Task to carry out:
Return, from the material below, each line in which the word "middleware" is present.

▼

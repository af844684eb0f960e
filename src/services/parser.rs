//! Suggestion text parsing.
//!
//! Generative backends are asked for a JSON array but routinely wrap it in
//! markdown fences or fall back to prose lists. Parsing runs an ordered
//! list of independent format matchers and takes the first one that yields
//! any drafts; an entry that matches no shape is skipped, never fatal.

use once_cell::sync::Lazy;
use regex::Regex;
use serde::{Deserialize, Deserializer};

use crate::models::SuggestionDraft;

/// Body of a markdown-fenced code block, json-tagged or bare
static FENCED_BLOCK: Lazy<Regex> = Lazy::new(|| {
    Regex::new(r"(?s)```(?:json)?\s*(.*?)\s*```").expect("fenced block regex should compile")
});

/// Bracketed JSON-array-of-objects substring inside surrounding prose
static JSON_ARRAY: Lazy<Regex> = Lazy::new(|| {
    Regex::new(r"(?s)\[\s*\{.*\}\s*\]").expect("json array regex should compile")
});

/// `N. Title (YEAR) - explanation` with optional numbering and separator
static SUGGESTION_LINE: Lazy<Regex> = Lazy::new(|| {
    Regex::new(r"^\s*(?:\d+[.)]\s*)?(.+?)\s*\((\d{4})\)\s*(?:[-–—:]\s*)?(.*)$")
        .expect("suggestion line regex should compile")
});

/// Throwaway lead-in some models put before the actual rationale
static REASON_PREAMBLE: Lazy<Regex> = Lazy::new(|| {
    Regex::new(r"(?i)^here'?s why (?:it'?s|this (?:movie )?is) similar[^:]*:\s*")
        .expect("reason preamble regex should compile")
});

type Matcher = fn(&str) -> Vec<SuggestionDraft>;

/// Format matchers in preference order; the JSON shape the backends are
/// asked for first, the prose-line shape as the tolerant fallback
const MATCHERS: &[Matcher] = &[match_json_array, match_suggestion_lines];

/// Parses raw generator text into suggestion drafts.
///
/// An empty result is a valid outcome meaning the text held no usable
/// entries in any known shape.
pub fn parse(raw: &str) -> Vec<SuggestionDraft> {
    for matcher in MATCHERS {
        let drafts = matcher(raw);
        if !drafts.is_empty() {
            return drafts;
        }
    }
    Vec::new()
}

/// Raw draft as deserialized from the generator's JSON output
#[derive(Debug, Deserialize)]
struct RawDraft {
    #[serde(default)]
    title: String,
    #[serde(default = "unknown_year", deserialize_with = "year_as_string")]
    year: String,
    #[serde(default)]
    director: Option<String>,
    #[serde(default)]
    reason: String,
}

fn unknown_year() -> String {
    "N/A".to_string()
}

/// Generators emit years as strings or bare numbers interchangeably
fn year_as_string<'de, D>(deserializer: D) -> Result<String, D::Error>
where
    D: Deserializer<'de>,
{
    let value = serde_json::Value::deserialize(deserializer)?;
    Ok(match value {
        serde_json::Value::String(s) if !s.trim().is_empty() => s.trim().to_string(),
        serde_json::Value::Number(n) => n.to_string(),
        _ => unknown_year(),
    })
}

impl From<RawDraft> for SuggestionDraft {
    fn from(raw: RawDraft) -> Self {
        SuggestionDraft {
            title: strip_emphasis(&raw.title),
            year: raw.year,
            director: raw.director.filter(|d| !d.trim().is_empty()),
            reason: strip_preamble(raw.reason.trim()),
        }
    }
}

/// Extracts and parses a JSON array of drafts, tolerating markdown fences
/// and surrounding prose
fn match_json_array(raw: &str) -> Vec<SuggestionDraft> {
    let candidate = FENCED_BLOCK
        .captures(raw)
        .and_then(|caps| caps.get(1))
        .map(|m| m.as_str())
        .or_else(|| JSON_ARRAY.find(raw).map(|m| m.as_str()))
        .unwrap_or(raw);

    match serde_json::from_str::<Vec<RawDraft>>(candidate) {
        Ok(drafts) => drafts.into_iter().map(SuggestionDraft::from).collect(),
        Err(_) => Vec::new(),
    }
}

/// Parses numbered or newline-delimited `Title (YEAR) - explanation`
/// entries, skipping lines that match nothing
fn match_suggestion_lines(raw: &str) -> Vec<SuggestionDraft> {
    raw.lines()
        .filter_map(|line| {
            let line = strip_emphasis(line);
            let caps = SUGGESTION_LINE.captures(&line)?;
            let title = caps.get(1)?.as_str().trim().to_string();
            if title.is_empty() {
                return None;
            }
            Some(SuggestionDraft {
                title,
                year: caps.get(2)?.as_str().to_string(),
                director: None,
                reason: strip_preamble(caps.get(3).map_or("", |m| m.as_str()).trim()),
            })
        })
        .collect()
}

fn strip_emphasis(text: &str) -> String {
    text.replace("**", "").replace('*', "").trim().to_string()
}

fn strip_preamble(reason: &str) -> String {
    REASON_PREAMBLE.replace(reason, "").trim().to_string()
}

▲
▼

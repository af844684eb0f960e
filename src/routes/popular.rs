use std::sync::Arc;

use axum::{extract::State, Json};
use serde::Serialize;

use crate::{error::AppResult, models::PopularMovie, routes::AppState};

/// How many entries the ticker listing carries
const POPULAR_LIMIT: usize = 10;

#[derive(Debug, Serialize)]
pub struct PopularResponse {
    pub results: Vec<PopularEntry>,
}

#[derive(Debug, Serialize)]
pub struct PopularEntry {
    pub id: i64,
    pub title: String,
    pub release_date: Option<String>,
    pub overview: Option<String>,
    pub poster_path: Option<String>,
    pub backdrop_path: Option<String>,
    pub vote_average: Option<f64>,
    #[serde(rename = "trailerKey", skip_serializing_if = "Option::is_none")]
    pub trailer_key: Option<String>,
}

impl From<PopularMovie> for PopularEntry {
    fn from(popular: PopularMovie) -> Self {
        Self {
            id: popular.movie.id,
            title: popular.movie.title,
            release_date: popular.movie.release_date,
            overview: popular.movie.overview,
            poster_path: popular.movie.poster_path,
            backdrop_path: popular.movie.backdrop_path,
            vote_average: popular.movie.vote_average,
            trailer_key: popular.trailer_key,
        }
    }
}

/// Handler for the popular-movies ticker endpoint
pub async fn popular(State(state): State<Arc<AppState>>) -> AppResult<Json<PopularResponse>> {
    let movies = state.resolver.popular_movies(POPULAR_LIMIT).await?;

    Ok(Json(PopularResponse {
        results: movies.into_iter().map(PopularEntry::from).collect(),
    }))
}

▲
▼

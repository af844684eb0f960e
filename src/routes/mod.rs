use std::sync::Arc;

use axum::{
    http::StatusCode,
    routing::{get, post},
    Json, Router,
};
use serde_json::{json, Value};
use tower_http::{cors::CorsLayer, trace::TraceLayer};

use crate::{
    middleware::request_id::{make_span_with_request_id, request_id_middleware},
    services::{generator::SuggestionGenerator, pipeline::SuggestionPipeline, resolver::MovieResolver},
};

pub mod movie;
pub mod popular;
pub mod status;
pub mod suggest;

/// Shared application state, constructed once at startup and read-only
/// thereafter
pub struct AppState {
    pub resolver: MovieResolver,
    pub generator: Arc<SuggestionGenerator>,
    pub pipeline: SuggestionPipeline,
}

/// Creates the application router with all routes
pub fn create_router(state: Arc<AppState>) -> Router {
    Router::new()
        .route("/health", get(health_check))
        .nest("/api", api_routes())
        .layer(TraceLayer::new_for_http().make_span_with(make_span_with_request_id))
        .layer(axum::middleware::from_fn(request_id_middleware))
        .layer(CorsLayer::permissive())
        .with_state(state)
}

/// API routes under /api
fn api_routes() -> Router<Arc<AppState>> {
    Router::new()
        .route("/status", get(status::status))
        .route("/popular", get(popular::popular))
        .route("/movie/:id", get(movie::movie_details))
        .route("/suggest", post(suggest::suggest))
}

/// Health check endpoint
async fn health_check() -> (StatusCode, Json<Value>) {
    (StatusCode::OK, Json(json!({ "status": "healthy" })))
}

▲

Answer for this exercise:
    middleware::request_id::{make_span_with_request_id, request_id_middleware},
        .layer(axum::middleware::from_fn(request_id_middleware))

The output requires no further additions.